Look who’s talking—or reacting

When does a satirical performance go from a “joke” to an insult or a threat? Apparently, it depends—on who’s talking. When it’s President Duterte who “orders” a police provincial commander to “kill everybody” in his new place of assignment, the President is merely kidding, engaging in hyperbole, or pulling the public’s leg. We are not supposed to take offense.

But when a group of students, specifically the members of Skimmers, a student organization at the University of the Philippines Visayas, puts on a “cheer” performance that skewers, among others, the media, government policies and the President himself, they are “crossing the line” and insulting the government, if not the country.

It doesn’t seem to matter to pro-Duterte bashers that when the cheer routine contained the words “let’s kill this President,” this was followed by “charot!” which originated as gayspeak to mean a joke.

Indeed, the entire routine was a satirical, semicomic if rather pointed commentary on social and political issues. If anything, the main target of the performance seemed to be the media, represented by the cheer dancers clad in pink uniforms and holding outsize microphones, especially the lead “commentator” who brandished a microphone almost as big (and heavy?) as a barbell.

But the routine covered other matters as well, ranging from, as a statement of the National Union of Students of the Philippines mentioned: ending the culture of impunity, putting a stop to the commercialization of education, upholding the public character of state universities, and the need for legislators to focus on propeople laws. The student organization noted that “UP Visayas’ Cheering Competition has been a venue to tackle social issues being faced by each and every Filipino youth. Through the years, it has made itself not just a show of entertainment but also a venue to fearlessly feature social realities—realities that speak of the struggles of youth for education, of farmers’ rights to their own lands, of women’s rights to equality and of everyone’s struggle (for) just and lasting peace among others.”

Amid this slew of controversial issues certainly deserving of public attention, supporters of the Duterte administration could only focus on what they deemed were grave threats and even inciting to sedition.

“Inciting to sedition” is especially alarming, since the charge has been repeatedly used against critics of the Duterte regime, including Vice President Leni Robredo, former senator Antonio Trillanes, civil society leaders and even some priests and bishops.

A firestorm of angry tweets, posts and blogs, much of it coming from the social media troops of Duterte followers, followed close on the heels of the video of the Skimmers’ routine, which quickly became viral upon its posting. In a particularly chilling move, the identities of the leaders and members of the Skimmers were posted on some pro-Duterte Facebook pages, which, given the “culture of impunity” that the cheerers decried, certainly put them in danger. Thankfully, the posts have since been taken down after being reported.
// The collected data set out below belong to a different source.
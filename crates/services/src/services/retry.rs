use std::{future::Future, time::Duration};

use backon::{ExponentialBuilder, Retryable};
use tracing::warn;

/// Connection-level failures and SQLite lock contention clear up on their own.
pub(crate) fn is_transient(error: &sqlx::Error) -> bool {
    match error {
        sqlx::Error::PoolTimedOut | sqlx::Error::Io(_) => true,
        // SQLITE_BUSY, SQLITE_LOCKED and their extended codes
        sqlx::Error::Database(db) => matches!(db.code().as_deref(), Some("5" | "6" | "261" | "262" | "517")),
        _ => false,
    }
}

/// Runs a read, retrying transient failures with exponential backoff.
pub(crate) async fn read_with_retry<T, F, Fut>(operation: &'static str, read: F) -> Result<T, sqlx::Error>
where
    F: FnMut() -> Fut,
    Fut: Future<Output = Result<T, sqlx::Error>>,
{
    read.retry(
        ExponentialBuilder::default()
            .with_min_delay(Duration::from_millis(50))
            .with_max_delay(Duration::from_secs(1))
            .with_max_times(3)
            .with_jitter(),
    )
    .when(is_transient)
    .notify(|e, dur| {
        warn!(
            operation,
            "Transient database error, retrying after {:.2}s: {}",
            dur.as_secs_f64(),
            e
        )
    })
    .await
}

#[cfg(test)]
mod tests {
    use std::sync::atomic::{AtomicU32, Ordering};

    use super::*;

    #[test]
    fn test_pool_timeout_is_transient() {
        assert!(is_transient(&sqlx::Error::PoolTimedOut));
        assert!(!is_transient(&sqlx::Error::RowNotFound));
    }

    #[tokio::test(start_paused = true)]
    async fn test_retries_until_success() {
        let attempts = AtomicU32::new(0);
        let value = read_with_retry("test", || async {
            if attempts.fetch_add(1, Ordering::SeqCst) < 2 {
                Err(sqlx::Error::PoolTimedOut)
            } else {
                Ok(7)
            }
        })
        .await
        .unwrap();
        assert_eq!(value, 7);
        assert_eq!(attempts.load(Ordering::SeqCst), 3);
    }

    #[tokio::test(start_paused = true)]
    async fn test_permanent_errors_are_not_retried() {
        let attempts = AtomicU32::new(0);
        let result: Result<(), _> = read_with_retry("test", || async {
            attempts.fetch_add(1, Ordering::SeqCst);
            Err(sqlx::Error::RowNotFound)
        })
        .await;
        assert!(matches!(result, Err(sqlx::Error::RowNotFound)));
        assert_eq!(attempts.load(Ordering::SeqCst), 1);
    }
}
//! Generates the contract types from `schema/*.toml`.
//!
//! Output lands in `$OUT_DIR/generated.rs` and is included by `src/lib.rs`.
//! Editing a schema file triggers regeneration on the next build.

use std::{
    env,
    fmt::Write as _,
    fs,
    path::{Path, PathBuf},
};

use serde::Deserialize;

#[derive(Debug, Deserialize)]
#[serde(deny_unknown_fields)]
struct SchemaFile {
    entity: EntityDef,
    #[serde(default)]
    field: Vec<FieldDef>,
}

#[derive(Debug, Deserialize)]
#[serde(deny_unknown_fields)]
struct EntityDef {
    name: String,
    table: String,
    collection: String,
    doc: Option<String>,
}

#[derive(Debug, Deserialize)]
#[serde(deny_unknown_fields)]
struct FieldDef {
    name: String,
    ident: Option<String>,
    #[serde(rename = "type")]
    kind: String,
    #[serde(default)]
    required: bool,
    #[serde(default)]
    unique: bool,
    #[serde(default)]
    filterable: bool,
    references: Option<String>,
    min_length: Option<usize>,
    max_length: Option<usize>,
    min: Option<f64>,
    max: Option<f64>,
    #[serde(default)]
    one_of: Vec<String>,
}

const KEYWORDS: &[&str] = &[
    "as", "async", "await", "break", "const", "continue", "crate", "dyn", "else", "enum",
    "extern", "false", "fn", "for", "if", "impl", "in", "let", "loop", "match", "mod", "move",
    "mut", "pub", "ref", "return", "self", "static", "struct", "super", "trait", "true", "type",
    "unsafe", "use", "where", "while", "gen",
];

const RESERVED: &[&str] = &["id", "created_at", "updated_at", "page", "per_page"];

struct Field {
    wire: String,
    ident: String,
    rust_type: &'static str,
    kind_variant: &'static str,
    is_copy: bool,
    def: FieldDef,
}

impl Field {
    fn from_def(entity: &str, def: FieldDef) -> Field {
        let ident = def.ident.clone().unwrap_or_else(|| def.name.clone());
        if KEYWORDS.contains(&ident.as_str()) {
            panic!(
                "{entity}.{}: field name is a Rust keyword, set `ident` in the schema",
                def.name
            );
        }
        if RESERVED.contains(&def.name.as_str()) || RESERVED.contains(&ident.as_str()) {
            panic!("{entity}.{}: field name is reserved", def.name);
        }
        let (rust_type, kind_variant, is_copy) = match def.kind.as_str() {
            "string" => ("String", "String", false),
            "integer" => ("i64", "Integer", true),
            "float" => ("f64", "Float", true),
            "boolean" => ("bool", "Boolean", true),
            "date" => ("NaiveDate", "Date", true),
            "reference" => ("Uuid", "Reference", true),
            other => panic!("{entity}.{}: unknown field type `{other}`", def.name),
        };
        if def.kind == "reference" && def.references.is_none() {
            panic!("{entity}.{}: reference fields need `references`", def.name);
        }
        Field {
            wire: def.name.clone(),
            ident,
            rust_type,
            kind_variant,
            is_copy,
            def,
        }
    }

    fn serde_attr(&self, out: &mut String, indent: &str) {
        if self.wire != self.ident {
            writeln!(out, "{indent}#[serde(rename = {:?})]", self.wire).unwrap();
        }
    }

    fn copy_from(&self, source: &str) -> String {
        if self.is_copy {
            format!("{source}.{}", self.ident)
        } else {
            format!("{source}.{}.clone()", self.ident)
        }
    }
}

fn opt<T: std::fmt::Debug>(value: &Option<T>) -> String {
    match value {
        Some(v) => format!("Some({v:?})"),
        None => "None".to_string(),
    }
}

fn to_snake(name: &str) -> String {
    let mut out = String::new();
    for (i, c) in name.chars().enumerate() {
        if c.is_ascii_uppercase() {
            if i > 0 {
                out.push('_');
            }
            out.push(c.to_ascii_lowercase());
        } else {
            out.push(c);
        }
    }
    out
}
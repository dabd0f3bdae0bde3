use axum::{Router, extract::State, http::StatusCode, response::Json as ResponseJson, routing::get};
use serde::Serialize;
use ts_rs::TS;
use utils::response::ApiResponse;

use crate::{Deployment, error::ApiError};

#[derive(Debug, Serialize, TS)]
pub struct HealthStatus {
    pub database: String,
    pub migrations_applied: usize,
    pub latest_migration: Option<String>,
}

/// GET /api/health
///
/// 503 when the schema does not match the contracts.
pub async fn health(
    State(deployment): State<Deployment>,
) -> Result<(StatusCode, ResponseJson<ApiResponse<HealthStatus>>), ApiError> {
    let check = deployment.validator().validate().await?;
    let status = HealthStatus {
        database: check.summary(),
        migrations_applied: check.migrations_applied,
        latest_migration: check.latest_migration.clone(),
    };
    if check.is_ok() {
        Ok((StatusCode::OK, ResponseJson(ApiResponse::success(status))))
    } else {
        Ok((StatusCode::SERVICE_UNAVAILABLE, ResponseJson(ApiResponse::error(&status.database))))
    }
}

pub fn router(_deployment: &Deployment) -> Router<Deployment> {
    Router::new().route("/health", get(health))
}
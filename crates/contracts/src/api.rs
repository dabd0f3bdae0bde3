//! Request and response shapes shared by the server and its clients that are
//! not tied to a single entity schema.

use serde::{Deserialize, Serialize};
use strum_macros::{Display, EnumString};
use ts_rs::TS;
use uuid::Uuid;

use crate::validation::{FieldError, FieldErrorCode, ValidationErrors};

pub const DEFAULT_PER_PAGE: u32 = 25;
pub const MAX_PER_PAGE: u32 = 100;
pub const MAX_TRANSFER: usize = 500;

/// One page of a collection listing.
#[derive(Debug, Clone, PartialEq, Serialize, Deserialize, TS)]
pub struct Page<T> {
    pub items: Vec<T>,
    pub page: u32,
    pub per_page: u32,
    pub total: i64,
}

/// Resolved paging window; `page` is 1-based.
#[derive(Debug, Clone, Copy, PartialEq, Eq)]
pub struct PageRequest {
    pub page: u32,
    pub per_page: u32,
}

impl PageRequest {
    /// Validates the raw `page` / `per_page` query values, applying defaults.
    pub fn resolve(page: Option<u32>, per_page: Option<u32>) -> Result<Self, ValidationErrors> {
        let mut errors = ValidationErrors::default();
        let page = page.unwrap_or(1);
        let per_page = per_page.unwrap_or(DEFAULT_PER_PAGE);
        if page == 0 {
            errors.push("page", FieldErrorCode::OutOfRange, "must be at least 1");
        }
        if per_page == 0 || per_page > MAX_PER_PAGE {
            errors.push(
                "per_page",
                FieldErrorCode::OutOfRange,
                format!("must be between 1 and {MAX_PER_PAGE}"),
            );
        }
        errors.into_result()?;
        Ok(Self { page, per_page })
    }

    pub fn limit(&self) -> i64 {
        i64::from(self.per_page)
    }

    pub fn offset(&self) -> i64 {
        i64::from(self.page - 1) * i64::from(self.per_page)
    }
}

#[derive(
    Debug, Clone, Copy, PartialEq, Eq, Serialize, Deserialize, TS, EnumString, Display,
)]
#[serde(rename_all = "snake_case")]
#[strum(serialize_all = "snake_case")]
pub enum ErrorCode {
    ValidationFailed,
    NotFound,
    Conflict,
    ReferenceMissing,
    Internal,
}

/// Error payload carried in `ApiResponse::error_data`.
#[derive(Debug, Clone, PartialEq, Serialize, Deserialize, TS)]
pub struct ErrorBody {
    pub code: ErrorCode,
    pub message: String,
    #[serde(default)]
    pub fields: Vec<FieldError>,
}

impl ErrorBody {
    pub fn new(code: ErrorCode, message: impl Into<String>) -> Self {
        Self {
            code,
            message: message.into(),
            fields: Vec::new(),
        }
    }

    pub fn validation(errors: ValidationErrors) -> Self {
        Self {
            code: ErrorCode::ValidationFailed,
            message: "request failed validation".to_string(),
            fields: errors.errors,
        }
    }
}

/// Moves a batch of animals into a herd.
#[derive(Debug, Clone, Default, PartialEq, Serialize, Deserialize, TS)]
pub struct TransferAnimals {
    #[serde(default)]
    pub animal_ids: Vec<Uuid>,
}

impl TransferAnimals {
    pub fn validate(self) -> Result<Vec<Uuid>, ValidationErrors> {
        let mut errors = ValidationErrors::default();
        if self.animal_ids.is_empty() {
            errors.push("animal_ids", FieldErrorCode::Required, "must list at least one animal");
        }
        if self.animal_ids.len() > MAX_TRANSFER {
            errors.push(
                "animal_ids",
                FieldErrorCode::TooLong,
                format!("must list at most {MAX_TRANSFER} animals"),
            );
        }
        errors.into_result()?;
        let mut ids = self.animal_ids;
        ids.sort_unstable();
        ids.dedup();
        Ok(ids)
    }
}

#[derive(Debug, Clone, PartialEq, Serialize, Deserialize, TS)]
pub struct TypeCount {
    #[serde(rename = "type")]
    pub kind: String,
    pub count: i64,
}

/// Aggregates over the animals currently in one herd.
#[derive(Debug, Clone, PartialEq, Serialize, Deserialize, TS)]
pub struct HerdSummary {
    pub herd_id: Uuid,
    pub name: String,
    pub head_count: i64,
    pub capacity: Option<i64>,
    pub total_weight_kg: f64,
    pub by_type: Vec<TypeCount>,
}

#[derive(Debug, Clone, PartialEq, Serialize, Deserialize, TS)]
pub struct TransferResult {
    pub herd_id: Uuid,
    pub moved: u64,
}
The student council of UP Visayas pointed out, though, that the attacks against the Skimmers “intensified” when Overseas Workers Welfare Administration deputy executive director Mocha Uson posted a clip of the routine on her personal blog. This, said the students, “inspired Duterte supporters to send video threats to several Skimmers cheerers, post their photos without consent… and red-tag the University along with its University Student Council.”

In reaction, UP Visayas students and other netizens began using the hashtag #HandsOffSkimmers through Twitter.

Presidential spokesperson Salvador Panelo has shrugged at the troll army’s campaign of harassment directed at the Skimmers, arguing that it was “only natural” for the President’s supporters to react that way. Malacañang would not intervene to caution them, he added, because “it’s a free country.”

The President’s rabid partisans ought to be reminded of that, and also of a Filipino saying: “Ang pikon talo”—the thin-skinned is always the loser. Given their leader’s proclivity for insults, crude language, crass manners and downright dangerous rhetoric, it’s the height of hypocrisy for them to now foam at the mouth in reaction to what is clearly a satirical performance. If expressing the wish to kill somebody is reprehensible, even if plainly said as a joke, why should this moral injunction apply to students and everybody else—but not to this President, whose words happen to be the most powerful in the land?